The Attempt at a Solution

a) Fnetx=nx + wx + tx where t stands for the pushing force, n is the normal force, and w is weight pulling down on the object.
nx=0
wx=0
Tx=max
Tx/m=ax

Kinetics Equation:
V2=Vi2 + 2a(Xf-Xi)
0=Vi2 + 2a(Xf-Xi)
-Vi2=2(Tx/m)d (where d stands for Xf- Xi)
Doing algebra: d=-mVi2/ (2*Tx) (in this equation only the Vi is squared, in the denominator, the answer is (2 times Tx). I hope that is clear.

b) -m * 2 * Vi2/2 *Tx (in this equation its 2 times the initial velocity squared divided by 2 times Tx) therefore the 2's cancel out and I get the same answer as I did for part a -m* Vi2/Tx=d

I hope this makes sense. Is my work and answer correct? I'm not sure if this was the answer the book was looking for.

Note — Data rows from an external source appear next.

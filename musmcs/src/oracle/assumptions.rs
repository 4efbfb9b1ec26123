use std::marker::PhantomData;
use std::time::{Duration, Instant};

use itertools::Itertools;

use crate::config::oracle_timeout_from_env;
use crate::error::OracleError;
use crate::oracle::{AssumptionBackend, Core, Oracle, OracleStats, Verdict, Witness};
use crate::subset::Subset;

/// Oracle activating soft constraints as solver assumptions.
///
/// - On UNSAT, the backend's core is translated back into soft indices.
///   It is an upper bound of a MUS unless the backend guarantees minimal cores.
/// - On SAT, the witness is evaluated on *every* soft constraint, so that callers learn for free
///   which unchecked constraints are consistent with it.
pub struct AssumptionOracle<C, B: AssumptionBackend<C>> {
    backend: B,
    soft: Vec<C>,
    hard: Vec<C>,
    timeout: Option<Duration>,
    stats: OracleStats,
    _constraint: PhantomData<fn(&C)>,
}

impl<C, B: AssumptionBackend<C>> AssumptionOracle<C, B> {
    pub fn new(backend: B, soft: Vec<C>, hard: Vec<C>) -> Self {
        AssumptionOracle {
            backend,
            soft,
            hard,
            timeout: oracle_timeout_from_env(),
            stats: OracleStats::default(),
            _constraint: PhantomData,
        }
    }

    pub fn with_timeout(mut self, timeout: Option<Duration>) -> Self {
        self.timeout = timeout;
        self
    }

    pub fn soft(&self) -> &[C] {
        &self.soft
    }

    pub fn hard(&self) -> &[C] {
        &self.hard
    }

    pub fn backend(&self) -> &B {
        &self.backend
    }

    fn solve(&mut self, subset: &Subset) -> Result<Verdict, OracleError> {
        let hard = self.hard.iter().collect_vec();
        let indices = subset.iter().collect_vec();
        let assumptions = indices.iter().map(|&i| &self.soft[i]).collect_vec();

        match self.backend.solve_assuming(&hard, &assumptions, self.timeout)? {
            Ok(witness) => {
                let mut satisfied = subset.clone();
                for (i, c) in self.soft.iter().enumerate() {
                    if !satisfied.contains(i) && witness.satisfies(c) {
                        satisfied.insert(i);
                    }
                }
                Ok(Verdict::Sat {
                    satisfied: Some(satisfied),
                })
            }
            Err(positions) => {
                let mut members = Subset::empty(self.soft.len());
                for pos in positions {
                    match indices.get(pos) {
                        Some(&i) => members.insert(i),
                        None => {
                            return Err(OracleError::Failure(format!(
                                "core refers to assumption #{pos} but only {} were given",
                                indices.len()
                            )))
                        }
                    }
                }
                Ok(Verdict::Unsat {
                    core: Some(Core {
                        members,
                        minimal: self.backend.cores_are_minimal(),
                    }),
                })
            }
        }
    }
}

impl<C, B: AssumptionBackend<C>> Oracle for AssumptionOracle<C, B> {
    fn num_soft(&self) -> usize {
        self.soft.len()
    }

    fn check(&mut self, subset: &Subset) -> Result<Verdict, OracleError> {
        debug_assert_eq!(subset.universe(), self.soft.len());
        let start = Instant::now();
        let res = self.solve(subset);
        self.stats.record(&res, start.elapsed());
        tracing::trace!("check {} -> {:?}", subset, res.as_ref().map(Verdict::is_sat));
        res
    }

    fn supports_assumptions(&self) -> bool {
        true
    }

    fn stats(&self) -> &OracleStats {
        &self.stats
    }
}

Thank you kindly for taking the time to help me.

 

[kuruman]

First off, all the pushing force does is to give the crate an initial velocity and then it is removed. So Tx =0 and should not be a part of the subsequent motion of the object.
Secondly, you have omitted the force of kinetic friction. How does that figure into the picture?

 

[sona1177]

First off, all the pushing force does is to give the crate an initial velocity and then it is removed. So Tx =0 and should not be a part of the subsequent motion of the object.
Secondly, you have omitted the force of kinetic friction. How does that figure into the picture?

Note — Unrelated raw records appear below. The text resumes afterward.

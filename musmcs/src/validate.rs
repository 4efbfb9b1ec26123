//! Re-checks of minimality / maximality against the oracle.
//!
//! These are meant for tests and debug assertions: each takes O(n) oracle calls.

use crate::error::{ExplainError, Result};
use crate::oracle::{Oracle, Verdict};
use crate::subset::Subset;

/// Whether `subset` is UNSAT and every subset obtained by removing one member is SAT.
///
/// The empty subset is a MUS exactly when the hard constraints are UNSAT on their own.
pub fn is_mus<O: Oracle + ?Sized>(oracle: &mut O, subset: &Subset) -> Result<bool> {
    check_universe(oracle, subset)?;
    if oracle.check(subset)?.is_sat() {
        return Ok(false);
    }
    let mut reduced = subset.clone();
    for lit in subset.iter() {
        reduced.remove(lit);
        let sat = oracle.check(&reduced)?.is_sat();
        reduced.insert(lit);
        if !sat {
            tracing::debug!("{} is not minimal: still UNSAT without {}", subset, lit);
            return Ok(false);
        }
    }
    Ok(true)
}

/// Whether `subset` is SAT and adding any other soft constraint makes it UNSAT.
pub fn is_mss<O: Oracle + ?Sized>(oracle: &mut O, subset: &Subset) -> Result<bool> {
    check_universe(oracle, subset)?;
    match oracle.check(subset)? {
        Verdict::Unsat { .. } => return Ok(false),
        Verdict::Sat {
            satisfied: Some(satisfied),
        } if satisfied.len() > subset.len() => {
            // the witness satisfies a strictly larger subset
            return Ok(false);
        }
        Verdict::Sat { .. } => {}
    }
    let mut extended = subset.clone();
    for lit in subset.complement().iter() {
        extended.insert(lit);
        let sat = oracle.check(&extended)?.is_sat();
        extended.remove(lit);
        if sat {
            tracing::debug!("{} is not maximal: still SAT with {}", subset, lit);
            return Ok(false);
        }
    }
    Ok(true)
}

/// Whether `subset` is the complement of an MSS.
pub fn is_mcs<O: Oracle + ?Sized>(oracle: &mut O, subset: &Subset) -> Result<bool> {
    check_universe(oracle, subset)?;
    is_mss(oracle, &subset.complement())
}

fn check_universe<O: Oracle + ?Sized>(oracle: &O, subset: &Subset) -> Result<()> {
    let n = oracle.num_soft();
    if subset.universe() != n {
        // report the first index that does not exist in the smaller universe
        return Err(ExplainError::InvalidSubset {
            index: subset.universe().min(n),
            len: n,
        });
    }
    Ok(())
}
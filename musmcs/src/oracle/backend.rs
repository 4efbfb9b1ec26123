use std::time::Duration;

use crate::error::OracleError;

/// A satisfying assignment found by a backend.
pub trait Witness<C> {
    /// Whether the assignment satisfies the given constraint.
    fn satisfies(&self, constraint: &C) -> bool;
}

/// A solver able to decide the satisfiability of a conjunction of constraints.
pub trait Backend<C> {
    type Witness: Witness<C>;

    /// Solves the conjunction of `constraints` from scratch.
    /// Returns a witness if satisfiable, `None` if unsatisfiable.
    ///
    /// If `timeout` is set and the search exceeds it, the backend must return [`OracleError::Timeout`].
    fn solve(&mut self, constraints: &[&C], timeout: Option<Duration>) -> Result<Option<Self::Witness>, OracleError>;
}

/// A solver that can additionally take constraints as assumptions and explain unsatisfiability.
pub trait AssumptionBackend<C>: Backend<C> {
    /// Solves `hard` with the `assumptions` activated.
    ///
    /// - If SAT: `Ok(Ok(witness))`.
    /// - If UNSAT: `Ok(Err(core))` where `core` holds positions in `assumptions` of constraints
    ///   that are, together with `hard`, already unsatisfiable.
    fn solve_assuming(
        &mut self,
        hard: &[&C],
        assumptions: &[&C],
        timeout: Option<Duration>,
    ) -> Result<Result<Self::Witness, Vec<usize>>, OracleError>;

    /// Whether returned cores are guaranteed to be subset-minimal.
    fn cores_are_minimal(&self) -> bool {
        false
    }
}
//! Explanations of the infeasibility of constraint problems.
//!
//! Given soft constraints that are jointly unsatisfiable (possibly together with hard
//! constraints that always hold), this crate computes:
//!  - Minimal Unsatisfiable Subsets (MUS): minimal conflicts, see [`mus`], [`quickxplain`] and the
//!    optimal variants [`smus`], [`optimal_mus`] and [`ocus`];
//!  - Maximal Satisfiable Subsets (MSS) and their complements, Minimal Correction Sets (MCS):
//!    minimal repairs, see [`mss`] and [`mcs`];
//!  - all of them, with the MARCO enumeration ([`marco()`]).
//!
//! Algorithms only talk to a satisfiability [`Oracle`] over indices of the soft constraints.
//! Solvers are plugged in through [`Backend`] or [`AssumptionBackend`], wrapped in
//! [`FullResolve`] or [`AssumptionOracle`].

pub mod config;
pub mod error;
pub mod explain;
pub mod marco;
pub mod mss;
pub mod mus;
pub mod optimal;
pub mod oracle;
pub mod subset;
pub mod validate;

#[cfg(test)]
mod fixtures;

pub use error::{ExplainError, OracleError, Result};
pub use explain::{explain_unsat, Algorithm, Explanation};
pub use marco::{
    all_mcs, all_mus, marco, marco_naive, MapSolverMode, Marco, MarcoConfig, MusMcs, MusMcsEnumerationResult,
    SubsetSolverOptiMode,
};
pub use mss::{mcs, mcs_from_mss, mcs_naive, mcs_opt, mss, mss_naive, mss_opt};
pub use mus::{mus, mus_naive, quickxplain, quickxplain_naive};
pub use optimal::{ocus, ocus_naive, ocus_with, optimal_mus, optimal_mus_naive, smus};
pub use oracle::{
    AssumptionBackend, AssumptionOracle, Backend, Core, FullResolve, Oracle, OracleStats, Verdict, Witness,
};
pub use subset::{SoftIdx, SoftSet, Subset, Weight, Weights};
pub use validate::{is_mcs, is_mss, is_mus};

The crate slides a distance d only after the pushing force is removed. So doesn't the pushing factor have to be included? And my book says to ignore friction unless the problem asks to include it. This problem does not. And if I don't include the pushing force, the answer becomes 0/m=ax, meaning acceleration is zero since the normal force and weight force do not have x components. Can you please help guide me with this? Thank you kindly.

 

[sona1177]

Please Help! Thank you.

 

[dulrich]

kuruman is right on both counts.

You should ignore the pushing force...in a sense it's built into the initial velocity. Also, you have to assume there is some kinetic friction because parts (a) and (b) imply the object comes to a stop.

 

[kuruman]

The crate slides a distance d only after the pushing force is removed. So doesn't the pushing factor have to be included?

No. Only the velocity that the crate has at the instant the force is removed needs to be included.

And my book says to ignore friction unless the problem asks to include it. This problem does not.

It does implicitly. What stops the crate if not friction?

And if I don't include the pushing force, the answer becomes 0/m=ax, meaning acceleration is zero since the normal force and weight force do not have x components. Can you please help guide me with this? Thank you kindly.

Why 0 = ma_x? How about friction = ma_x?